The second post in our short series on the edited volume Revisiting Gendered States: Feminist Imaginings of the State in International Relations (Oxford, 2018) – the full series may be viewed here. In this post, Christine Agius revisits here contribution to the volume. Christine is Senior Lecturer in Politics and International Relations at Swinburne University and the author of a number of pieces on sovereignty, identity, foreign policy and security, most recently (with Emil Edenborg), ‘Gendered Bordering Practices in Swedish and Russian Foreign and Security Policy’, published in Political Geography.
Like some of the most important questions of the day – will there ever be a decent Terminator film beyond T3, and is it still ok to love Broad City after their Hillary love-in – the question of who or what the state is has perhaps never been as important as it is in these troubling times. As authoritarian and right-wing governments produce electoral wins, and initiate policies that seek to assert the power of the state in the name of ‘the people’, the effects and affects are becoming more and more visible across a range of levels and registers. So much has already been written about recent authoritarian politics, including in this forum (see here, here and here). As I began to write this blogpost, the US border with Mexico militarised with the visible presence of troops, tanks and weaponry in preparation for the arrival of the ‘caravan’ of mostly women and children from Honduras. Austria had rejected a UN migration pact in order to ‘defend its national sovereignty’. And Jair Bolsonaro, Brazil’s newly-elected president, has projected the view that international climate action is a threat to Brazil’s national sovereignty. Public discourse and debate has been deemed to have become uncivil, individuals emboldened to ‘say what they think’ or act on impulses that until recently might have been kept in check, whether it be policing non-white citizens or ‘going in’, to deal with ‘invaders’ as the Pittsburgh shooter who killed 11 people at the Tree of Life synagogue recently did. The visibility of the alt-right in western democracies even conforms to specific aesthetics, from the alt-right art of ‘fashwave’ to MAGA caps and Hitler Youth haircuts.
Despite liberal anxiety about the rise of right-wing populism (or should we just call it fascism?) as a decisive and seismic moment of rupture for liberal democracy, this isn’t necessarily new. While we may be tempted to see this as a crisis point in ‘normal’ politics, some have highlighted how the very basis of liberal democracy might sow the seeds of the divisions we now see across lines of tolerance, race, gender and political economy. Here the debates are as complex as they are multifarious. Take, for instance, the rise of an overtly masculinised approach to protecting borders and defending sovereignty. This ‘strongman’ politics blatantly attempts to raise defences against imagined outside incursions – and it is easy to see the gendered dynamics that construct these efforts to reclaim and exert power, order and hierarchical relations. We see it in ‘America First’, and ‘take back control’, as well as replicant iterations elsewhere. It also provokes a sort of counter-strongman response. I’m thinking here about Arnold Schwarzenegger (as I often, inexplicably, do) taunting Trump over Putin, support for white supremacists or climate change denial. While Arnie gets a lot of likes for this, he’s still married to a conservative idea of what the state is, what statecraft should look like, and how strength should be used. This is part of the problem. Dig a bit deeper, and the very order we’re claiming to defend relies on ideas of strength, autonomy, rationality. This is highly gendered, not simply in the way ideas of strength and weakness are invoked, but in the sort of solutions and responses that are offered to counter such positions.

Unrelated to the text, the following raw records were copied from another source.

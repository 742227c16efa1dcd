#![forbid(unsafe_code)]

//! Drop zones and the read side of the layout.
//!
//! A [`LayoutFrame`] bundles the geometry and the drop zones produced by one
//! reflow. Frames are immutable once published, so the drag path can
//! hit-test from any thread through a [`LayoutReader`] while the next
//! reflow builds a replacement.

use std::sync::Arc;

use tgrid_core::geometry::{Point, Rect};
use tgrid_core::snapshot::SnapshotStore;

use crate::cell::CellId;
use crate::plan::GridGeometry;

/// Hit-testable rectangle owned by a placed cell.
#[derive(Debug, Clone, Copy, PartialEq)]
pub struct DropZone {
    pub rect: Rect,
    pub cell: CellId,
}

impl DropZone {
    #[inline]
    pub fn top(&self) -> f32 {
        self.rect.top()
    }

    #[inline]
    pub fn left(&self) -> f32 {
        self.rect.left()
    }

    #[inline]
    pub fn bottom(&self) -> f32 {
        self.rect.bottom()
    }

    #[inline]
    pub fn right(&self) -> f32 {
        self.rect.right()
    }
}

/// Output of one reflow: geometry plus the zones of every placed cell.
#[derive(Debug, Clone, Default)]
pub struct LayoutFrame {
    pub geometry: Option<GridGeometry>,
    pub zones: Arc<[DropZone]>,
    /// Monotonic counter of published frames.
    pub generation: u64,
}

impl LayoutFrame {
    /// Owning cell of the zone containing `point`.
    pub fn hit_test(&self, point: Point) -> Option<CellId> {
        self.zones
            .iter()
            .find(|zone| zone.rect.contains(point))
            .map(|zone| zone.cell)
    }

    pub fn zone_for(&self, cell: CellId) -> Option<DropZone> {
        self.zones.iter().copied().find(|zone| zone.cell == cell)
    }
}

/// Cloneable, thread-safe read handle onto the published layout.
#[derive(Debug, Clone)]
pub struct LayoutReader {
    frames: Arc<SnapshotStore<LayoutFrame>>,
}

impl LayoutReader {
    pub(crate) fn new(frames: Arc<SnapshotStore<LayoutFrame>>) -> Self {
        Self { frames }
    }

    /// The most recently published frame.
    pub fn frame(&self) -> Arc<LayoutFrame> {
        self.frames.load()
    }

    pub fn geometry(&self) -> Option<GridGeometry> {
        self.frames.peek().geometry
    }

    pub fn zones(&self) -> Arc<[DropZone]> {
        Arc::clone(&self.frames.peek().zones)
    }

    /// Owning cell of the drop zone under `point`, if any.
    pub fn hit_test(&self, point: Point) -> Option<CellId> {
        self.frames.peek().hit_test(point)
    }
}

So instead of rupture, I’d rather talk about continuities. I was reminded by Debbie Lisle, at her recent workshop for Roland Bleiker’s Visual Politics seminar series at UQ, of the idea of intensification. Debbie used this a long time ago in response to the crisis of 9/11 – rather than see 9/11 as a rupture, it was an intensification of already existing and ongoing processes. It’s been a useful device for teaching my critical terrorism studies class, and I’ve referred to it ever since. At her UQ seminar, intensification again emerged in response to the migrant ‘crisis’, in this case, how ‘crisis’ invites affective modes of urgency, enabling and disabling certain actions, responses and responsibilities. Intensification has me thinking about this exact juncture between event, rupture, and crisis, which seems to constantly interject into ‘normal’ politics. There is a purpose and a danger to categorisations of rupture and crisis – such descriptors can invoke a range of different responses, placing events out of time, context and space. This has been interrogated in various ways across political economy, democracy, and security post-9-11 and in the era of Trump. So, I want to skirt away from the realm of urgency and instead look to and try and expose the continuities when apprehending how gender is threaded into the very fabric of states and the performance of statehood. And herein lies the complexity: gendered states are practised and performed in different ways, and often rework the very conditions they claim to try to change. Focussing on rupture can distract us from what is already embedded and part of the very thing we are trying to defend. So instead maybe we ought to look to the spaces in-between – the cases where we might miss the signs and connections of the ways in which gendered states operate and persist, or work in different ways.